[Stored data entries]
+-------+

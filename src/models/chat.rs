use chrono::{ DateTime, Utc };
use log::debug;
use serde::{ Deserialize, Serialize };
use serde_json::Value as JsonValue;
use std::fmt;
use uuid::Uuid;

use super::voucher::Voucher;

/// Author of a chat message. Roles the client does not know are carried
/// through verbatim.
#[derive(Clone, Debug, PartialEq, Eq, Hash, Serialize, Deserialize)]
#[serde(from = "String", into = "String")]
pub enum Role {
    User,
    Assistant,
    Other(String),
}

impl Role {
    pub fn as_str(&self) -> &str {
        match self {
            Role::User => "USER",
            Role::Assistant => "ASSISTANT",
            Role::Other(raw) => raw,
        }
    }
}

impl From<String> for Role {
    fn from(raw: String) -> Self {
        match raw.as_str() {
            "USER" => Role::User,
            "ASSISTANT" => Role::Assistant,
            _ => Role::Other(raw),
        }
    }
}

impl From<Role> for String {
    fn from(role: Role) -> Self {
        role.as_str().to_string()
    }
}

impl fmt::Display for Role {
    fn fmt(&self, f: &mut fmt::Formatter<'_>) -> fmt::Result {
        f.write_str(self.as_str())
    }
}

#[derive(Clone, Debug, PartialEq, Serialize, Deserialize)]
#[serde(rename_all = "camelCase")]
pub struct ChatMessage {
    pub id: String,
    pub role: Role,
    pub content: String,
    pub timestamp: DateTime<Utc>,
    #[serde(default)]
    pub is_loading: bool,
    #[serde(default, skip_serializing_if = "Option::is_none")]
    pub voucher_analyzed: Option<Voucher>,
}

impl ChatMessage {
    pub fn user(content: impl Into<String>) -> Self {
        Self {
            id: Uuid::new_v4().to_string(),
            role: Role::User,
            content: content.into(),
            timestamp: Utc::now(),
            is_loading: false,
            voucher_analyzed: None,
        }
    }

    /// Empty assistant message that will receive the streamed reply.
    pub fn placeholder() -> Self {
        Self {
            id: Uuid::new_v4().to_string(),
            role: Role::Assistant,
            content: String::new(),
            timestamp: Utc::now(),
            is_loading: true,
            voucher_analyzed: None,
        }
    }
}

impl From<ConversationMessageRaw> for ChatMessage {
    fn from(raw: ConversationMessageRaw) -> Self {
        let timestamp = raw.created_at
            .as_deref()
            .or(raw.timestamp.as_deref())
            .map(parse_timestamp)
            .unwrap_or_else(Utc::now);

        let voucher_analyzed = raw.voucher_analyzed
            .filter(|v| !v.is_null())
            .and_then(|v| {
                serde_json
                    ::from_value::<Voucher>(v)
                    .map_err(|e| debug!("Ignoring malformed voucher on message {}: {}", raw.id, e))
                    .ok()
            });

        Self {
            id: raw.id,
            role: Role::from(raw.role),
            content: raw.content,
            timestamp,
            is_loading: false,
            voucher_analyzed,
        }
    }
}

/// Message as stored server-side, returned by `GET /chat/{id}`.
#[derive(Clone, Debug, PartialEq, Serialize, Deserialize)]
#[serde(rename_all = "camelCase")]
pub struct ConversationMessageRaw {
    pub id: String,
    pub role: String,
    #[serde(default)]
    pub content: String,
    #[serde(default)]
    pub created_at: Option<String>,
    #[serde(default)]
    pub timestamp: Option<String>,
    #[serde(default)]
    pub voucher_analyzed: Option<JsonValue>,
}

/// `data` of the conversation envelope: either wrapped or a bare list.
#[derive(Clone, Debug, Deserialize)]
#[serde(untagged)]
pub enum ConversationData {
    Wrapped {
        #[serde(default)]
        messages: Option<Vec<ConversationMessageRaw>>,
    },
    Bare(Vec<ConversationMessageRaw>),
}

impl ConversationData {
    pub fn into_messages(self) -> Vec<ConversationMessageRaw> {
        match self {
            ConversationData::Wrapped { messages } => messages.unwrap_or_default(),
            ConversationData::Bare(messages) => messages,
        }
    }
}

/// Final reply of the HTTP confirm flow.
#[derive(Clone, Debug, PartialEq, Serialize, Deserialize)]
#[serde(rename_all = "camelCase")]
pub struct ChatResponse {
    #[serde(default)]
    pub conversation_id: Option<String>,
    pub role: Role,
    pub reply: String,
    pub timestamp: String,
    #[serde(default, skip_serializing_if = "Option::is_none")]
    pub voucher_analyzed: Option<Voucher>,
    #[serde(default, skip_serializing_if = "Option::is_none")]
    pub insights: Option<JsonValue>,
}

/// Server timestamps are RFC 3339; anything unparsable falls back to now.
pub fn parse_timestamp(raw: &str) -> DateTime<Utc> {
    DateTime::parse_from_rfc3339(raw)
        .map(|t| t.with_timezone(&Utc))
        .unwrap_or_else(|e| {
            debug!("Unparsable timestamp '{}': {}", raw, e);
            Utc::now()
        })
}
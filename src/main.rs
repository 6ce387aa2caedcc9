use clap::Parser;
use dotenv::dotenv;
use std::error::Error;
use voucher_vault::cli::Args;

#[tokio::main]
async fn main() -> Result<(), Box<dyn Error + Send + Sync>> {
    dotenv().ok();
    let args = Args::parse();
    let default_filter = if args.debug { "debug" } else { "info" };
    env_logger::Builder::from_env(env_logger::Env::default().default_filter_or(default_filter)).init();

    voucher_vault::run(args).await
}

+-------+

Instructions for the task: Copy out every line of the data that includes "Result".

Written solution:
    fn fmt(&self, f: &mut fmt::Formatter<'_>) -> fmt::Result {
async fn main() -> Result<(), Box<dyn Error + Send + Sync>> {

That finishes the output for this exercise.